C&E movements of the medial PSM entail multiple cell intercalation behaviors. (A) Schematic of the analyzed cell population in WT. Dorsal views. Cells leaving the analyzed layer during the recording are shown in blue; cells entering the layer are shown in red. Six cells are assigned numbers to illustrate the significant neighbor exchanges. (B–E) Schematics and frequencies of planar medial intercalation, coordinated radial/medial intercalation, radial AP intercalation, and radial ML intercalation, respectively. Medial is to the left. (F) Frequencies of the three types of radial intercalations listed in C–E in WT, kny;tri double mutants, and embryos injected with synthetic RNA encoding Xdd1. (B–F) Error bars represent the standard error. A, anterior; M, medial. *, P < 0.05; **, P < 0.005, mutant vs. WT.

Figure 3.

Computational modeling of cell intercalation behaviors during the medial PSM C&E. (A) Tissue shape changes predicted by the control simulation. Each blue block represents a single cell. (B) Quantitative comparison of the C&E rates calculated from the WT time-lapse analyses and the control simulations. Error bars represent the standard error.

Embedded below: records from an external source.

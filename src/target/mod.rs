//! Where an operation is sent: layered overrides resolved to a
//! `{client, database, collection}` target, and runtime scopes that bind one.

mod resolver;
mod scope;
mod target_override;

pub use resolver::TargetResolver;
pub use scope::{ScopeKey, ScopedTarget};
pub(crate) use scope::TargetScope;
pub use target_override::{ReadPreference, Target, TargetOverride};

P > 0.3, simulated results vs. in vivo observation. (C–F) Comparison of the results from the control simulations and the simulations in which the cell behaviors were modified based on the kny;tri double-mutant data in one of the four ways: reducing the total amount of intercalations (C); increasing radial ML intercalation (D); reducing planar medial, radial AP, and coordinated radial/medial intercalations (E); and reducing planar medial, radial AP, and coordinated radial/medial intercalations, while increasing radial ML intercalation (F). 20 independent simulations were performed for the control and each modification. Error bars represent the standard error. A, anterior; M, medial. *, P < 0.05; **, P < 0.005; ***, P < 0.0005.

Figure 4.

Subcellular localization of GFP-Pk during C&E. (A, and D–G) Confocal images of the dorsal mesoderm in live embryos expressing GFP-Pk and membrane-RFP (memRFP) at the tailbud stage (10 hpf). Dashed lines illustrate the boundary between the axial and presomitic mesoderm. (B and C) GFP-Pk localization in the dorsal mesoderm of the same WT embryo at 8 hpf (B) and 10 hpf (C). (H) Quantification of GFP-Pk localization at the tailbud stage in WT and embryos deficient in noncanonical Wnt signaling (Materials and methods). (A–G) Dorsal views. A, anterior; P, posterior; Axial, axial mesoderm. Bar, 20 μm.

Figure 5.

Subcellular localization of GFP-Dsh in the axial mesoderm during C&E. (A–D) Confocal images of the axial mesoderm in live embryos expressing GFP-Dsh at the tailbud stage (10 hpf). (A′–D′) Confocal images of the same embryos as shown in A–D, but colabeled with memRFP. Histograms of the fluorescent intensity of the selected cells (*) are shown in the right panels. Green lines represent the fluorescent intensity of GFP-Dsh and the red lines represent the intensity of memRFP. (E, F, E′, and F′) GFP-Dsh localization in the axial mesoderm of the same WT embryo. Arrows show that GFP-Dsh was mainly localized in the cytoplasm at 75% epiboly (8 hpf) (E and E′), but became restricted to the posterior cell membrane at the tailbud stage (F and F′). (G) Quantification of GFP-Dsh localization in the axial mesoderm at the tailbud stage (Materials and methods). (A–F and A′–F′) Dorsal views. A, anterior; P, posterior. Bar, 20 μm.